We further hold that, under our decision in Trepanier v. Getting Organized, Inc., 155 Vt. 259, 583 A.2d 583 (1990), the order settling plaintiff’s Board of Nursing proceeding is too vague to constitute a final judgment on the merits and therefore  does not preclude plaintiff’s claim.  The crux of the issue is whether the truth of the Retreat’s accusation against plaintif was “fully litigated and resolved in favor of the Retreat." Assuming, without deciding, that a stipulated administrative judgment could have preclusive effect as argued by the Retreat, it must at least describe the factual and legal issues being resolved with enough specificity so as to precisely identify what those issues are.   

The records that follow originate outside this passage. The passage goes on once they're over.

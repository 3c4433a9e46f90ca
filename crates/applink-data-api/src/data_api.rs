//! The request-scoped Data API façade.
//!
//! ## Security
//!
//! - The access token is redacted in Debug output
//! - Tokens and request bodies are skipped in tracing spans

use std::collections::HashMap;
use std::sync::Arc;

use bytes::Bytes;
use heroku_applink_client::{
    ClientConfig, HttpRequest, HttpTransport, RequestMethod, ResponseBody, Transport,
};
use serde_json::Value;
use tracing::{debug, instrument};

use crate::data_cloud::DataCloudApi;
use crate::error::{Error, ErrorKind, Result};
use crate::fields::BinaryFields;
use crate::parse::{error_from_response, FileDownloader};
use crate::record::{Record, RecordQueryResult};
use crate::reference_id::ReferenceId;
use crate::requests::{
    CreateRecordRestApiRequest, DeleteRecordRestApiRequest, QueryNextRecordsRestApiRequest,
    QueryRecordsRestApiRequest, RestApiRequest, UpdateRecordRestApiRequest,
};
use crate::unit_of_work::UnitOfWork;

/// Salesforce Data API bound to one org, user token and API version.
///
/// Construct one per inbound request and pass it to the code that needs it.
/// Every public operation is a single request/response exchange through the
/// transport; nothing is retried.
///
/// # Example
///
/// ```rust,ignore
/// use heroku_applink_data_api::{DataApi, Record, UnitOfWork};
///
/// let data_api = DataApi::new("https://example.my.salesforce.com", "62.0", token)?;
///
/// let accounts = data_api.query("SELECT Id, Name FROM Account").await?;
///
/// let mut uow = UnitOfWork::new();
/// let account = uow.register_create(Record::new("Account").with_field("Name", "Acme"));
/// uow.register_create(
///     Record::new("Contact")
///         .with_field("LastName", "Doe")
///         .with_field("AccountId", &account),
/// );
/// let ids = data_api.commit_unit_of_work(uow).await?;
/// println!("Account Id: {}", ids[&account]);
/// ```
#[derive(Clone)]
pub struct DataApi<T = HttpTransport> {
    org_domain_url: String,
    api_version: String,
    access_token: String,
    transport: T,
    binary_fields: Arc<BinaryFields>,
}

impl<T> std::fmt::Debug for DataApi<T> {
    fn fmt(&self, f: &mut std::fmt::Formatter<'_>) -> std::fmt::Result {
        f.debug_struct("DataApi")
            .field("org_domain_url", &self.org_domain_url)
            .field("api_version", &self.api_version)
            .field("access_token", &"[REDACTED]")
            .finish_non_exhaustive()
    }
}

impl DataApi<HttpTransport> {
    /// Create a Data API backed by a new pooled HTTP transport.
    pub fn new(
        org_domain_url: impl Into<String>,
        api_version: impl Into<String>,
        access_token: impl Into<String>,
    ) -> Result<Self> {
        Self::with_config(
            org_domain_url,
            api_version,
            access_token,
            ClientConfig::default(),
        )
    }

    /// Create a Data API with a custom transport configuration.
    pub fn with_config(
        org_domain_url: impl Into<String>,
        api_version: impl Into<String>,
        access_token: impl Into<String>,
        config: ClientConfig,
    ) -> Result<Self> {
        let transport = HttpTransport::new(config)?;
        Ok(Self::with_transport(
            org_domain_url,
            api_version,
            access_token,
            transport,
        ))
    }
}

impl<T: Transport> DataApi<T> {
    /// Create a Data API over an existing transport.
    ///
    /// Pass a clone of a shared [`HttpTransport`] to reuse its connection pool.
    pub fn with_transport(
        org_domain_url: impl Into<String>,
        api_version: impl Into<String>,
        access_token: impl Into<String>,
        transport: T,
    ) -> Self {
        Self {
            org_domain_url: org_domain_url.into().trim_end_matches('/').to_string(),
            api_version: api_version.into().trim_start_matches('v').to_string(),
            access_token: access_token.into(),
            transport,
            binary_fields: Arc::new(BinaryFields::default()),
        }
    }

    /// Replace the fields whose query values are downloaded as bytes.
    pub fn with_binary_fields(mut self, binary_fields: BinaryFields) -> Self {
        self.binary_fields = Arc::new(binary_fields);
        self
    }

    pub fn org_domain_url(&self) -> &str {
        &self.org_domain_url
    }

    pub fn api_version(&self) -> &str {
        &self.api_version
    }

    pub fn access_token(&self) -> &str {
        &self.access_token
    }

    pub fn binary_fields(&self) -> &BinaryFields {
        &self.binary_fields
    }

    pub fn transport(&self) -> &T {
        &self.transport
    }

    /// Query records with SOQL. Returns the first page.
    ///
    /// Binary fields in the result are downloaded before this returns.
    #[instrument(skip(self))]
    pub async fn query(&self, soql: &str) -> Result<RecordQueryResult> {
        let request = QueryRecordsRestApiRequest::new(soql, self.downloader())?
            .with_binary_fields(Arc::clone(&self.binary_fields));
        self.execute(&request).await
    }

    /// Fetch the page after `previous`.
    ///
    /// If `previous` has no cursor there is nothing left to fetch, and an
    /// empty page is returned without a network call.
    #[instrument(skip(self, previous), fields(next_records_url = ?previous.next_records_url))]
    pub async fn query_more(&self, previous: &RecordQueryResult) -> Result<RecordQueryResult> {
        let Some(ref next_records_url) = previous.next_records_url else {
            return Ok(RecordQueryResult {
                done: previous.done,
                total_size: previous.total_size,
                records: Vec::new(),
                next_records_url: None,
            });
        };

        let request = QueryNextRecordsRestApiRequest::new(next_records_url, self.downloader())
            .with_binary_fields(Arc::clone(&self.binary_fields));
        self.execute(&request).await
    }

    /// Create a record and return its new Id.
    #[instrument(skip(self, record), fields(sobject = %record.sobject_type))]
    pub async fn create(&self, record: &Record) -> Result<String> {
        let request = CreateRecordRestApiRequest::new(record.clone());
        self.execute(&request).await
    }

    /// Update a record and return its Id.
    ///
    /// Fails without a network call if the record has no concrete `Id`.
    #[instrument(skip(self, record), fields(sobject = %record.sobject_type))]
    pub async fn update(&self, record: &Record) -> Result<String> {
        let request = UpdateRecordRestApiRequest::standalone(record.clone())?;
        self.execute(&request).await
    }

    /// Delete a record and return its Id.
    #[instrument(skip(self))]
    pub async fn delete(&self, sobject_type: &str, id: &str) -> Result<String> {
        let request = DeleteRecordRestApiRequest::new(sobject_type, id);
        self.execute(&request).await
    }

    /// Submit every operation in `unit_of_work` as one composite graph.
    ///
    /// Returns the resolved record Id for each registered reference id. The
    /// unit is consumed, so it cannot be committed twice. An empty unit
    /// commits nothing.
    #[instrument(skip(self, unit_of_work), fields(operations = unit_of_work.len()))]
    pub async fn commit_unit_of_work(
        &self,
        unit_of_work: UnitOfWork,
    ) -> Result<HashMap<ReferenceId, String>> {
        if unit_of_work.is_empty() {
            debug!("Empty unit of work; nothing to commit");
            return Ok(HashMap::new());
        }

        let request = unit_of_work.into_composite_request(self.api_version.clone());
        self.execute(&request).await
    }

    /// Download the content behind a binary field URL.
    ///
    /// `url` is usually relative to the org domain, as returned in query
    /// results; absolute URLs are used as given.
    #[instrument(skip(self))]
    pub async fn download_file(&self, url: &str) -> Result<Bytes> {
        let request = HttpRequest::new(RequestMethod::Get, self.absolute_url(url))
            .headers(bearer_headers(&self.access_token))
            .raw_response();
        let response = self.transport.send(request).await?;

        if response.is_success() {
            return Ok(response.body.into_bytes());
        }

        let status = response.status;
        Err(error_from_response(status, decode_body(response.body)?))
    }

    fn absolute_url(&self, url: &str) -> String {
        if url.starts_with("http://") || url.starts_with("https://") {
            url.to_string()
        } else if url.starts_with('/') {
            format!("{}{}", self.org_domain_url, url)
        } else {
            format!("{}/{}", self.org_domain_url, url)
        }
    }

    /// A Data Cloud Query API client for the same org and token.
    ///
    /// Requests go through a clone of this transport.
    pub fn data_cloud_api(&self) -> DataCloudApi<T>
    where
        T: Clone,
    {
        DataCloudApi::with_transport(
            self.org_domain_url.clone(),
            self.access_token.clone(),
            self.transport.clone(),
        )
    }

    fn downloader(&self) -> TransportDownloader<'_, T> {
        TransportDownloader { data_api: self }
    }

    async fn execute<R: RestApiRequest>(&self, request: &R) -> Result<R::Output> {
        execute(
            &self.transport,
            &self.org_domain_url,
            &self.api_version,
            &self.access_token,
            request,
        )
        .await
    }
}

/// `Authorization: Bearer <token>` plus a JSON content type.
pub(crate) fn bearer_headers(access_token: &str) -> [(&'static str, String); 2] {
    [
        ("Authorization", format!("Bearer {}", access_token)),
        ("Content-Type", "application/json".to_string()),
    ]
}

/// Send one request through `transport` and hand the decoded body back to
/// the request builder.
pub(crate) async fn execute<T: Transport, R: RestApiRequest>(
    transport: &T,
    org_domain_url: &str,
    api_version: &str,
    access_token: &str,
    request: &R,
) -> Result<R::Output> {
    let method = request.http_method();
    let url = request.url(org_domain_url, api_version);
    debug!(%method, %url, "Executing request");

    let http_request = HttpRequest::new(method, url)
        .headers(bearer_headers(access_token))
        .json_body(request.request_body());
    let response = transport.send(http_request).await?;

    let status = response.status;
    let body = decode_body(response.body)?;
    request.process_response(status, body).await
}

/// Decode a response body as JSON. An empty body is `None`.
fn decode_body(body: ResponseBody) -> Result<Option<Value>> {
    match body {
        ResponseBody::Empty | ResponseBody::Json(Value::Null) => Ok(None),
        ResponseBody::Json(value) => Ok(Some(value)),
        ResponseBody::Bytes(raw) => serde_json::from_slice(&raw).map(Some).map_err(|e| {
            Error::with_source(
                ErrorKind::UnexpectedPayload(format!("response body is not valid JSON: {}", e)),
                e,
            )
        }),
    }
}

/// Downloads binary fields through the owning [`DataApi`].
struct TransportDownloader<'a, T> {
    data_api: &'a DataApi<T>,
}

impl<T: Transport> FileDownloader for TransportDownloader<'_, T> {
    async fn download(&self, url: &str) -> Result<Bytes> {
        self.data_api.download_file(url).await
    }
}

In this case, the stipulated order was too vague to resolve the issue of whether the Retreat’s allegedly defamatory statements are true.  Pursuant to the order, plaintiff agreed that the State could prove by a preponderance of the evidence that he “engage[d] in conduct of a character likely to deceive, defraud or harm the public which include[d], but [was] not limited to, diverting supplies, equipment, or drugs for personal or other unauthorized use” in violation of 26 V.S.A. § 1582(7).  (Emphasis added.)  This charge reads in the disjunctive and fails to specify plaintiff’s misconduct, so that plaintiff can be understood to admit to preponderant proof of diversion of “supplies” or “equipment” to the public detriment, but not necessarily to diversion of drugs.  Plaintiff's admission that the State could prove misconduct which just possibly included drug diversion does not establish the truth of the Retreat’s specific defamatory allegation that plaintiff thrice diverted a regulated drug.  In short, for want of specificity the order does not establish the truth of the Retreat’s allegations and thus does not preclude plaintiff’s defamation suit.  Accordingly, we reverse the trial court’s dismissal of plaintiff’s defamation suit against the Retreat and remand this matter for proceedings consistent with this opinion.